Collected data entries:
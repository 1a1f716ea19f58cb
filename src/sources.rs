//! Image sources
//!
//! Resolves an item's icon from a theme name, a file path, or an
//! in-memory pixbuf. Sources are capability objects: a failed lookup
//! or decode degrades to "no image this frame" instead of raising.

#![allow(dead_code)]

use std::path::{Path, PathBuf};

use image::RgbaImage;
use thiserror::Error;
use tracing::warn;

/// Error at the decode seam. Callers of the trait surface never see
/// it; `get_pixbuf` degrades to `None`.
#[derive(Debug, Error)]
pub enum ImageLoadError {
    #[error("failed to read image: {0}")]
    Io(#[from] std::io::Error),
    #[error("failed to decode image: {0}")]
    Decode(#[from] image::ImageError),
}

/// Resolves a themed/file/memory icon at a requested size.
pub trait ImageSource {
    /// The image for the given size, or `None` if unavailable.
    fn get_pixbuf(&self, size: u32) -> Option<RgbaImage>;

    /// The backing file path, or `None` for in-memory sources.
    fn get_path(&self, _size: u32) -> Option<PathBuf> {
        None
    }
}

/// Load and decode an image file.
pub fn load_image(path: &Path) -> Result<RgbaImage, ImageLoadError> {
    let data = std::fs::read(path)?;
    let img = image::load_from_memory(&data)?;
    Ok(img.to_rgba8())
}

/// Looks an icon name up across a list of theme directories.
pub struct ThemedIcon {
    pub icon_name: String,
    search_dirs: Vec<PathBuf>,
}

impl ThemedIcon {
    pub fn new(icon_name: &str, search_dirs: Vec<PathBuf>) -> Self {
        Self {
            icon_name: icon_name.to_string(),
            search_dirs,
        }
    }

    fn lookup(&self) -> Option<PathBuf> {
        for dir in &self.search_dirs {
            for ext in ["png", "PNG"] {
                let candidate = dir.join(format!("{}.{ext}", self.icon_name));
                if candidate.is_file() {
                    return Some(candidate);
                }
            }
        }
        None
    }
}

impl ImageSource for ThemedIcon {
    fn get_pixbuf(&self, _size: u32) -> Option<RgbaImage> {
        let path = self.lookup()?;
        match load_image(&path) {
            Ok(img) => Some(img),
            Err(err) => {
                warn!(icon = %self.icon_name, path = %path.display(), "themed icon failed to load: {err}");
                None
            }
        }
    }

    fn get_path(&self, _size: u32) -> Option<PathBuf> {
        self.lookup()
    }
}

/// Loads an icon from a fixed path.
pub struct FileIcon {
    pub path: PathBuf,
}

impl FileIcon {
    pub fn new(path: impl Into<PathBuf>) -> Self {
        Self { path: path.into() }
    }
}

impl ImageSource for FileIcon {
    fn get_pixbuf(&self, _size: u32) -> Option<RgbaImage> {
        match load_image(&self.path) {
            Ok(img) => Some(img),
            Err(err) => {
                warn!(path = %self.path.display(), "file icon failed to load: {err}");
                None
            }
        }
    }

    fn get_path(&self, _size: u32) -> Option<PathBuf> {
        Some(self.path.clone())
    }
}

/// Wraps an already existing pixbuf.
pub struct PixbufIcon {
    pub pixbuf: RgbaImage,
}

impl PixbufIcon {
    pub fn new(pixbuf: RgbaImage) -> Self {
        Self { pixbuf }
    }
}

impl ImageSource for PixbufIcon {
    fn get_pixbuf(&self, _size: u32) -> Option<RgbaImage> {
        Some(self.pixbuf.clone())
    }
}

#[cfg(test)]
mod tests {
    use super::*;
    use image::Rgba;

    #[test]
    fn test_pixbuf_icon_returns_image() {
        let source = PixbufIcon::new(RgbaImage::from_pixel(8, 8, Rgba([1, 2, 3, 4])));
        let img = source.get_pixbuf(32).unwrap();
        assert_eq!((img.width(), img.height()), (8, 8));
        assert!(source.get_path(32).is_none());
    }

    #[test]
    fn test_file_icon_missing_degrades_to_none() {
        let source = FileIcon::new("/nonexistent/definitely/missing.png");
        assert!(source.get_pixbuf(32).is_none());
        // The path is still reported; only the pixel data is missing.
        assert!(source.get_path(32).is_some());
    }

    #[test]
    fn test_file_icon_roundtrip() {
        let dir = tempfile::tempdir().unwrap();
        let path = dir.path().join("dot.png");
        RgbaImage::from_pixel(4, 4, Rgba([9, 8, 7, 255]))
            .save(&path)
            .unwrap();

        let source = FileIcon::new(&path);
        let img = source.get_pixbuf(32).unwrap();
        assert_eq!((img.width(), img.height()), (4, 4));
        assert_eq!(img.get_pixel(0, 0)[0], 9);
    }

    #[test]
    fn test_file_icon_corrupt_degrades_to_none() {
        let dir = tempfile::tempdir().unwrap();
        let path = dir.path().join("broken.png");
        std::fs::write(&path, b"not a png at all").unwrap();

        let source = FileIcon::new(&path);
        assert!(source.get_pixbuf(32).is_none());
    }

    #[test]
    fn test_themed_icon_searches_dirs_in_order() {
        let first = tempfile::tempdir().unwrap();
        let second = tempfile::tempdir().unwrap();
        RgbaImage::from_pixel(4, 4, Rgba([1, 0, 0, 255]))
            .save(second.path().join("app.png"))
            .unwrap();

        let source = ThemedIcon::new(
            "app",
            vec![first.path().to_path_buf(), second.path().to_path_buf()],
        );
        let path = source.get_path(32).unwrap();
        assert!(path.starts_with(second.path()));
        assert!(source.get_pixbuf(32).is_some());
    }

    #[test]
    fn test_themed_icon_unknown_name() {
        let dir = tempfile::tempdir().unwrap();
        let source = ThemedIcon::new("ghost", vec![dir.path().to_path_buf()]);
        assert!(source.get_pixbuf(32).is_none());
        assert!(source.get_path(32).is_none());
    }
}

◆ Work order: The answer should contain only the lines from the first line of the entries through the line holding "pub struct ThemedIcon", each exactly as written.

◆ Answer section:
repository 1a1f716ea19f58cb
filename src/sources.rs
//! Image sources
//!
//! Resolves an item's icon from a theme name, a file path, or an
//! in-memory pixbuf. Sources are capability objects: a failed lookup
//! or decode degrades to "no image this frame" instead of raising.

#![allow(dead_code)]

use std::path::{Path, PathBuf};

use image::RgbaImage;
use thiserror::Error;
use tracing::warn;

/// Error at the decode seam. Callers of the trait surface never see
/// it; `get_pixbuf` degrades to `None`.
#[derive(Debug, Error)]
pub enum ImageLoadError {
    #[error("failed to read image: {0}")]
    Io(#[from] std::io::Error),
    #[error("failed to decode image: {0}")]
    Decode(#[from] image::ImageError),
}

/// Resolves a themed/file/memory icon at a requested size.
pub trait ImageSource {
    /// The image for the given size, or `None` if unavailable.
    fn get_pixbuf(&self, size: u32) -> Option<RgbaImage>;

    /// The backing file path, or `None` for in-memory sources.
    fn get_path(&self, _size: u32) -> Option<PathBuf> {
        None
    }
}

/// Load and decode an image file.
pub fn load_image(path: &Path) -> Result<RgbaImage, ImageLoadError> {
    let data = std::fs::read(path)?;
    let img = image::load_from_memory(&data)?;
    Ok(img.to_rgba8())
}

/// Looks an icon name up across a list of theme directories.
pub struct ThemedIcon {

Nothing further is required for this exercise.